*** Records provided Section Begins ***

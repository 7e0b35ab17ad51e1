//! HTTP collaborator: the only way the engine reaches calendars, explorers,
//! and JSON-RPC endpoints.

use std::collections::HashMap;
use std::sync::Mutex;
use std::time::Duration;

use thiserror::Error;

/// Default connect timeout for the reqwest-backed client.
const CONNECT_TIMEOUT: Duration = Duration::from_secs(15);

/// Errors raised by the HTTP collaborator.
#[derive(Debug, Clone, Error, PartialEq, Eq)]
#[non_exhaustive]
pub enum HttpError {
    /// Connection-level failure: DNS, TLS, refused, reset.
    #[error("transport error for {url}: {detail}")]
    Transport {
        /// Request URL.
        url: String,
        /// Transport-layer detail.
        detail: String,
    },

    /// The request did not complete within its timeout.
    #[error("request to {url} timed out after {timeout:?}")]
    Timeout {
        /// Request URL.
        url: String,
        /// Timeout that elapsed.
        timeout: Duration,
    },

    /// The endpoint answered with a non-success status.
    #[error("{url} returned status {status}")]
    Status {
        /// Request URL.
        url: String,
        /// HTTP status code.
        status: u16,
    },

    /// The URL could not be parsed or is not http(s).
    #[error("invalid url {url}: {detail}")]
    InvalidUrl {
        /// The offending URL.
        url: String,
        /// What made it invalid.
        detail: String,
    },
}

impl HttpError {
    /// Whether the failure is worth retrying (connectivity, not protocol).
    #[must_use]
    pub const fn is_retryable(&self) -> bool {
        matches!(self, Self::Transport { .. } | Self::Timeout { .. })
    }

    /// The HTTP status code, when the error carries one.
    #[must_use]
    pub const fn status(&self) -> Option<u16> {
        match self {
            Self::Status { status, .. } => Some(*status),
            _ => None,
        }
    }
}

/// Blocking HTTP collaborator.
///
/// Implementations return the response body on 2xx and map everything else
/// to an [`HttpError`]; per-request timeouts cover connect plus read.
pub trait HttpClient: Send + Sync {
    /// Performs a GET.
    ///
    /// # Errors
    ///
    /// Any [`HttpError`]; non-2xx statuses become [`HttpError::Status`].
    fn get(&self, url: &str, timeout: Duration) -> Result<Vec<u8>, HttpError>;

    /// Performs a POST with the given body and content type.
    ///
    /// # Errors
    ///
    /// Any [`HttpError`]; non-2xx statuses become [`HttpError::Status`].
    fn post(
        &self,
        url: &str,
        body: &[u8],
        content_type: &str,
        timeout: Duration,
    ) -> Result<Vec<u8>, HttpError>;
}

/// Production HTTP client backed by `reqwest::blocking`.
pub struct ReqwestHttpClient {
    client: reqwest::blocking::Client,
}

impl ReqwestHttpClient {
    /// Creates the client with the default connect timeout.
    ///
    /// # Errors
    ///
    /// Returns [`HttpError::Transport`] if the underlying client cannot be
    /// constructed (TLS backend initialization).
    pub fn new() -> Result<Self, HttpError> {
        let client = reqwest::blocking::Client::builder()
            .connect_timeout(CONNECT_TIMEOUT)
            .user_agent(concat!("proofmark/", env!("CARGO_PKG_VERSION")))
            .build()
            .map_err(|err| HttpError::Transport {
                url: String::new(),
                detail: err.to_string(),
            })?;
        Ok(Self { client })
    }

    /// Parses the URL, extracting userinfo into explicit basic-auth parts.
    fn prepare(url: &str) -> Result<(reqwest::Url, Option<(String, Option<String>)>), HttpError> {
        let mut parsed = reqwest::Url::parse(url).map_err(|err| HttpError::InvalidUrl {
            url: url.to_string(),
            detail: err.to_string(),
        })?;
        if !matches!(parsed.scheme(), "http" | "https") {
            return Err(HttpError::InvalidUrl {
                url: url.to_string(),
                detail: format!("unsupported scheme {}", parsed.scheme()),
            });
        }
        let auth = if parsed.username().is_empty() {
            None
        } else {
            let user = parsed.username().to_string();
            let pass = parsed.password().map(ToString::to_string);
            let _ = parsed.set_username("");
            let _ = parsed.set_password(None);
            Some((user, pass))
        };
        Ok((parsed, auth))
    }

    fn send(
        &self,
        mut request: reqwest::blocking::RequestBuilder,
        url: &str,
        auth: Option<(String, Option<String>)>,
        timeout: Duration,
    ) -> Result<Vec<u8>, HttpError> {
        if let Some((user, pass)) = auth {
            request = request.basic_auth(user, pass);
        }
        let response = request.timeout(timeout).send().map_err(|err| {
            if err.is_timeout() {
                HttpError::Timeout {
                    url: url.to_string(),
                    timeout,
                }
            } else {
                HttpError::Transport {
                    url: url.to_string(),
                    detail: err.to_string(),
                }
            }
        })?;
        let status = response.status();
        if !status.is_success() {
            return Err(HttpError::Status {
                url: url.to_string(),
                status: status.as_u16(),
            });
        }
        response
            .bytes()
            .map(|bytes| bytes.to_vec())
            .map_err(|err| HttpError::Transport {
                url: url.to_string(),
                detail: err.to_string(),
            })
    }
}

impl HttpClient for ReqwestHttpClient {
    fn get(&self, url: &str, timeout: Duration) -> Result<Vec<u8>, HttpError> {
        let (parsed, auth) = Self::prepare(url)?;
        tracing::debug!(url, "http get");
        self.send(self.client.get(parsed), url, auth, timeout)
    }

    fn post(
        &self,
        url: &str,
        body: &[u8],
        content_type: &str,
        timeout: Duration,
    ) -> Result<Vec<u8>, HttpError> {
        let (parsed, auth) = Self::prepare(url)?;
        tracing::debug!(url, body_len = body.len(), "http post");
        let request = self
            .client
            .post(parsed)
            .header(reqwest::header::CONTENT_TYPE, content_type)
            .body(body.to_vec());
        self.send(request, url, auth, timeout)
    }
}

/// A recorded request made against [`MockHttpClient`].
#[derive(Debug, Clone, PartialEq, Eq)]
pub struct RecordedRequest {
    /// `GET` or `POST`.
    pub method: &'static str,
    /// Request URL.
    pub url: String,
    /// POST body, empty for GET.
    pub body: Vec<u8>,
}

/// Deterministic in-memory HTTP client for tests.
///
/// Responses are queued per `(method, url)`; each request consumes one
/// queued response. Requests with nothing queued fail with a transport
/// error, and every request is recorded for assertion.
#[derive(Default)]
pub struct MockHttpClient {
    responses: Mutex<HashMap<(&'static str, String), Vec<Result<Vec<u8>, HttpError>>>>,
    requests: Mutex<Vec<RecordedRequest>>,
}

impl MockHttpClient {
    /// Creates an empty mock.
    #[must_use]
    pub fn new() -> Self {
        Self::default()
    }

    /// Queues a GET response for `url`.
    pub fn expect_get(&self, url: &str, response: Result<Vec<u8>, HttpError>) {
        self.queue("GET", url, response);
    }

    /// Queues a POST response for `url`.
    pub fn expect_post(&self, url: &str, response: Result<Vec<u8>, HttpError>) {
        self.queue("POST", url, response);
    }

    fn queue(&self, method: &'static str, url: &str, response: Result<Vec<u8>, HttpError>) {
        self.responses
            .lock()
            .expect("lock poisoned")
            .entry((method, url.to_string()))
            .or_default()
            .push(response);
    }

    /// All requests made so far, in order.
    #[must_use]
    pub fn requests(&self) -> Vec<RecordedRequest> {
        self.requests.lock().expect("lock poisoned").clone()
    }

    /// Number of requests made so far.
    #[must_use]
    pub fn request_count(&self) -> usize {
        self.requests.lock().expect("lock poisoned").len()
    }

    fn serve(
        &self,
        method: &'static str,
        url: &str,
        body: &[u8],
    ) -> Result<Vec<u8>, HttpError> {
        self.requests
            .lock()
            .expect("lock poisoned")
            .push(RecordedRequest {
                method,
                url: url.to_string(),
                body: body.to_vec(),
            });
        let mut responses = self.responses.lock().expect("lock poisoned");
        match responses.get_mut(&(method, url.to_string())) {
            Some(queue) if !queue.is_empty() => queue.remove(0),
            _ => Err(HttpError::Transport {
                url: url.to_string(),
                detail: "no mock response queued".to_string(),
            }),
        }
    }
}

impl HttpClient for MockHttpClient {
    fn get(&self, url: &str, _timeout: Duration) -> Result<Vec<u8>, HttpError> {
        self.serve("GET", url, &[])
    }

    fn post(
        &self,
        url: &str,
        body: &[u8],
        _content_type: &str,
        _timeout: Duration,
    ) -> Result<Vec<u8>, HttpError> {
        self.serve("POST", url, body)
    }
}
//! Library entry points behind the CLI commands.
//!
//! One function per command — `stamp`, `verify`, `upgrade`, `info`,
//! `status` — each returning a structured result the caller formats. All
//! collaborators arrive through the deps structs; nothing here reaches for
//! ambient state.

use sha2::{Digest, Sha256};

mod info;
mod stamp;
mod status;
mod upgrade;
mod verify;

#[cfg(test)]
mod tests;

pub use info::{info_bytes, info_file, InfoError, InfoReport, NodeInfo, OpInfo};
pub use stamp::{
    stamp_bytes, stamp_file, StampDeps, StampError, StampOptions, StampResult,
};
pub use status::{status_bytes, status_file, CalendarStatus, StatusError, StatusReport};
pub use upgrade::{upgrade_file, UpgradeDeps, UpgradeError};
pub use verify::{verify_detached_bytes, verify_files, VerifyCommandError};

/// SHA-256 of a document, the digest half of every commitment.
#[must_use]
pub fn sha256_digest(document: &[u8]) -> Vec<u8> {
    Sha256::digest(document).to_vec()
}
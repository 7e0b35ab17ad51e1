//! Merkle-path evaluation: rewriting the leaf message toward each anchor.

use crate::attestation::Attestation;
use crate::op::OpError;

use super::Tree;

/// One attestation paired with the message it applies to.
#[derive(Debug, Clone, PartialEq, Eq)]
pub struct EvaluatedAttestation {
    /// The evaluated message at the attestation's node.
    pub message: Vec<u8>,
    /// The attestation found there.
    pub attestation: Attestation,
}

/// Walks `tree` starting from `msg`, emitting every attestation with its
/// evaluated message.
///
/// The walk is deterministic: attestations at a node are emitted before its
/// children, children in insertion order. The tree is never mutated.
///
/// # Errors
///
/// Fails with the operation's error when a path cannot be evaluated (for
/// example SUBSTR beyond the message length); this is fatal to the whole
/// evaluation, mirroring how a single undecodable path invalidates a proof.
pub fn evaluate(tree: &Tree, msg: &[u8]) -> Result<Vec<EvaluatedAttestation>, OpError> {
    let mut out = Vec::with_capacity(tree.attestation_count());
    walk(tree, msg, &mut out)?;
    Ok(out)
}

fn walk(node: &Tree, msg: &[u8], out: &mut Vec<EvaluatedAttestation>) -> Result<(), OpError> {
    for attestation in &node.attestations {
        out.push(EvaluatedAttestation {
            message: msg.to_vec(),
            attestation: attestation.clone(),
        });
    }
    for (op, child) in &node.ops {
        let next = op.apply(msg)?;
        walk(child, &next, out)?;
    }
    Ok(())
}
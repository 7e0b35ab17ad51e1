//! Optional cache collaborator for block lookups and verdicts.

use std::collections::HashMap;
use std::sync::{Arc, RwLock};
use std::time::Duration;

use super::Clock;

/// Default entry cap for the in-memory cache.
const DEFAULT_MAX_ENTRIES: usize = 4096;

/// Key-value cache with single-key atomic puts.
///
/// The engine treats the cache as best-effort: a miss is never an error and
/// implementations may evict at will.
pub trait Cache: Send + Sync {
    /// Fetches a value, `None` on miss or expiry.
    fn get(&self, key: &str) -> Option<Vec<u8>>;

    /// Stores a value, optionally expiring after `ttl`.
    fn put(&self, key: &str, value: Vec<u8>, ttl: Option<Duration>);

    /// Removes a key if present.
    fn delete(&self, key: &str);
}

struct Entry {
    value: Vec<u8>,
    expires_at: Option<u64>,
}

/// In-memory reference cache.
///
/// Expiry is evaluated against the injected [`Clock`], so tests can advance
/// time deterministically. When full, expired entries are dropped first;
/// if none are expired the put is skipped.
pub struct MemoryCache {
    entries: RwLock<HashMap<String, Entry>>,
    clock: Arc<dyn Clock>,
    max_entries: usize,
}

impl MemoryCache {
    /// Creates a cache with the default entry cap.
    #[must_use]
    pub fn new(clock: Arc<dyn Clock>) -> Self {
        Self::with_max_entries(clock, DEFAULT_MAX_ENTRIES)
    }

    /// Creates a cache bounded at `max_entries`.
    #[must_use]
    pub fn with_max_entries(clock: Arc<dyn Clock>, max_entries: usize) -> Self {
        Self {
            entries: RwLock::new(HashMap::new()),
            clock,
            max_entries,
        }
    }

    /// Number of live entries (expired ones included until swept).
    ///
    /// # Panics
    ///
    /// Panics if the internal lock is poisoned.
    #[must_use]
    pub fn len(&self) -> usize {
        self.entries.read().expect("lock poisoned").len()
    }

    /// Returns true when the cache holds no entries.
    ///
    /// # Panics
    ///
    /// Panics if the internal lock is poisoned.
    #[must_use]
    pub fn is_empty(&self) -> bool {
        self.entries.read().expect("lock poisoned").is_empty()
    }
}

impl Cache for MemoryCache {
    fn get(&self, key: &str) -> Option<Vec<u8>> {
        let entries = self.entries.read().expect("lock poisoned");
        let entry = entries.get(key)?;
        if let Some(expires_at) = entry.expires_at {
            if self.clock.now() >= expires_at {
                return None;
            }
        }
        Some(entry.value.clone())
    }

    fn put(&self, key: &str, value: Vec<u8>, ttl: Option<Duration>) {
        let now = self.clock.now();
        let mut entries = self.entries.write().expect("lock poisoned");
        if entries.len() >= self.max_entries && !entries.contains_key(key) {
            entries.retain(|_, entry| entry.expires_at.map_or(true, |at| now < at));
            if entries.len() >= self.max_entries {
                tracing::debug!(key, "cache full, skipping put");
                return;
            }
        }
        entries.insert(
            key.to_string(),
            Entry {
                value,
                expires_at: ttl.map(|ttl| now.saturating_add(ttl.as_secs())),
            },
        );
    }

    fn delete(&self, key: &str) {
        self.entries.write().expect("lock poisoned").remove(key);
    }
}
//! HTTP routing for the gateway.

use crate::{chat, state::AppState};
use axum::{Router, routing::post};

/// Build the axum router with the `/chat` endpoint.
pub fn router(state: AppState) -> Router {
    Router::new()
        .route("/chat", post(chat::chat))
        .with_state(state)
}
//! Chat messages exchanged with a provider.

use serde::{Deserialize, Serialize};

/// A message in the chat
#[derive(Debug, Clone, PartialEq, Eq, Deserialize, Serialize, Default)]
pub struct Message {
    /// The role of the message
    pub role: Role,

    /// The content of the message
    pub content: String,
}

impl Message {
    /// Create a new system message
    pub fn system(content: impl Into<String>) -> Self {
        Self {
            role: Role::System,
            content: content.into(),
        }
    }

    /// Create a new user message
    pub fn user(content: impl Into<String>) -> Self {
        Self {
            role: Role::User,
            content: content.into(),
        }
    }

    /// Create a new assistant message
    pub fn assistant(content: impl Into<String>) -> Self {
        Self {
            role: Role::Assistant,
            content: content.into(),
        }
    }
}

/// The role of a message
#[derive(Debug, Clone, Copy, PartialEq, Eq, Hash, Deserialize, Serialize, Default)]
pub enum Role {
    /// The user role
    #[serde(rename = "user")]
    #[default]
    User,
    /// The assistant role
    #[serde(rename = "assistant")]
    Assistant,
    /// The system role
    #[serde(rename = "system")]
    System,
}
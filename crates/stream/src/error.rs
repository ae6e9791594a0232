//! Error taxonomy for the switchable stream.

use thiserror::Error;

/// Terminal error delivered through the logical output stream.
///
/// The consumer must be able to tell "answer finished" apart from
/// "answer cut off by policy" and "provider failed", so these are
/// distinct variants rather than a single opaque error.
#[derive(Debug, Error)]
pub enum StreamError {
    /// Truncation persisted after the segment ceiling was reached.
    #[error("cannot continue response: maximum of {switches} segments reached")]
    SegmentLimit {
        /// Number of segments delivered before the ceiling was hit.
        switches: usize,
    },

    /// A provider invocation failed outright (not a truncation).
    #[error("upstream invocation failed: {0}")]
    Upstream(anyhow::Error),
}

/// Error returned by control operations on a
/// [`SwitchableStream`](crate::SwitchableStream).
#[derive(Debug, Error, PartialEq, Eq)]
pub enum SwitchError {
    /// `bind` was called while a source is already attached.
    #[error("stream is already bound to a source")]
    AlreadyBound,

    /// `switch_source` was called before any source was bound.
    #[error("stream has no bound source")]
    NotBound,

    /// The stream was closed or failed; no further source can attach.
    #[error("stream is closed")]
    Closed,

    /// The consumer dropped the output; the stream is dead.
    #[error("consumer disconnected")]
    Disconnected,
}
//! Shared gateway serve entrypoint — used by the binary and tests.

use crate::{config::GatewayConfig, state::AppState};
use anyhow::Result;
use tokio::sync::oneshot;

/// Handle returned by [`serve`] — holds the bound port and shutdown
/// trigger.
pub struct ServeHandle {
    /// The port the gateway is listening on.
    pub port: u16,
    /// Send a value to trigger graceful shutdown.
    shutdown_tx: Option<oneshot::Sender<()>>,
    /// Join handle for the server task.
    join: Option<tokio::task::JoinHandle<Result<(), std::io::Error>>>,
}

impl ServeHandle {
    /// Trigger graceful shutdown and wait for the server to stop.
    pub async fn shutdown(mut self) -> Result<()> {
        if let Some(tx) = self.shutdown_tx.take() {
            let _ = tx.send(());
        }
        if let Some(join) = self.join.take() {
            join.await??;
        }
        Ok(())
    }
}

/// Bind the axum server and start serving with the given config.
///
/// Returns a [`ServeHandle`] with the bound port and a shutdown trigger.
/// The server runs in a spawned task — call `handle.shutdown()` to stop
/// it.
pub async fn serve(config: GatewayConfig, bind: &str) -> Result<ServeHandle> {
    let state = AppState::new(config);
    let app = crate::router::router(state);

    let listener = tokio::net::TcpListener::bind(bind).await?;
    let port = listener.local_addr()?.port();
    tracing::info!("gateway listening on {bind} (port {port})");

    let (shutdown_tx, shutdown_rx) = oneshot::channel();
    let join = tokio::spawn(async move {
        axum::serve(listener, app)
            .with_graceful_shutdown(async {
                let _ = shutdown_rx.await;
                tracing::info!("received shutdown signal");
            })
            .await
    });

    Ok(ServeHandle {
        port,
        shutdown_tx: Some(shutdown_tx),
        join: Some(join),
    })
}
//! Tests for the chat route: wire protocol, message assembly, and the
//! pre-stream error path.

use llm::{Message, Role};
use otter_gateway::{ChatRequest, GatewayConfig, chat::build_messages};

#[test]
fn decodes_the_camel_case_wire_protocol() {
    let json = r#"{
        "messages": [
            {"role": "user", "content": "hello"},
            {"role": "assistant", "content": "hi"}
        ],
        "modelConfig": {
            "provider": "OpenAI",
            "model": "gpt-4o",
            "maxTokens": 4096,
            "temperature": 0.7,
            "topP": 0.9
        },
        "apiKey": "sk-user",
        "customEndpoint": {"baseURL": "http://localhost:1234/v1", "apiKey": "local"}
    }"#;
    let request: ChatRequest = serde_json::from_str(json).unwrap();

    assert_eq!(request.messages.len(), 2);
    let model_config = request.model_config.unwrap();
    assert_eq!(model_config.provider.as_deref(), Some("OpenAI"));
    assert_eq!(model_config.max_tokens, Some(4096));
    assert_eq!(model_config.temperature, Some(0.7));
    assert_eq!(request.api_key.as_deref(), Some("sk-user"));
    let endpoint = request.custom_endpoint.unwrap();
    assert_eq!(endpoint.base_url.as_deref(), Some("http://localhost:1234/v1"));
    assert_eq!(endpoint.api_key.as_deref(), Some("local"));
}

#[test]
fn minimal_request_decodes_with_defaults() {
    let request: ChatRequest =
        serde_json::from_str(r#"{"messages": [{"role": "user", "content": "hi"}]}"#).unwrap();
    assert!(request.model_config.is_none());
    assert!(request.api_key.is_none());
    assert!(request.custom_endpoint.is_none());
}

#[test]
fn build_messages_prepends_the_system_prompt() {
    let history = vec![Message::user("hello")];
    let messages = build_messages("be helpful", &history);
    assert_eq!(messages.len(), 2);
    assert_eq!(messages[0], Message::system("be helpful"));
    assert_eq!(messages[1], Message::user("hello"));
}

#[test]
fn build_messages_keeps_a_client_supplied_system_prompt() {
    let history = vec![Message::system("custom"), Message::user("hello")];
    let messages = build_messages("be helpful", &history);
    assert_eq!(messages.len(), 2);
    assert_eq!(messages[0].role, Role::System);
    assert_eq!(messages[0].content, "custom");
}

#[test]
fn build_messages_skips_an_empty_system_prompt() {
    let history = vec![Message::user("hello")];
    let messages = build_messages("", &history);
    assert_eq!(messages.len(), 1);
}

#[tokio::test]
async fn unknown_provider_yields_a_structured_500() {
    let handle = otter_gateway::serve(GatewayConfig::default(), "127.0.0.1:0")
        .await
        .unwrap();
    let url = format!("http://127.0.0.1:{}/chat", handle.port);

    let response = reqwest::Client::new()
        .post(&url)
        .json(&serde_json::json!({
            "messages": [{"role": "user", "content": "hi"}],
            "modelConfig": {"provider": "Frontier9000"}
        }))
        .send()
        .await
        .unwrap();

    assert_eq!(response.status(), 500);
    let payload: serde_json::Value = response.json().await.unwrap();
    assert!(
        payload["error"]
            .as_str()
            .unwrap()
            .contains("unknown provider")
    );

    handle.shutdown().await.unwrap();
}

#[tokio::test]
async fn serve_binds_an_ephemeral_port_and_shuts_down() {
    let handle = otter_gateway::serve(GatewayConfig::default(), "127.0.0.1:0")
        .await
        .unwrap();
    assert_ne!(handle.port, 0);
    handle.shutdown().await.unwrap();
}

*** Records provided Section Ends ***

**What you need to do:** Check every line of the data for the word "source". The response is the count alone.

**Response to the task:** 5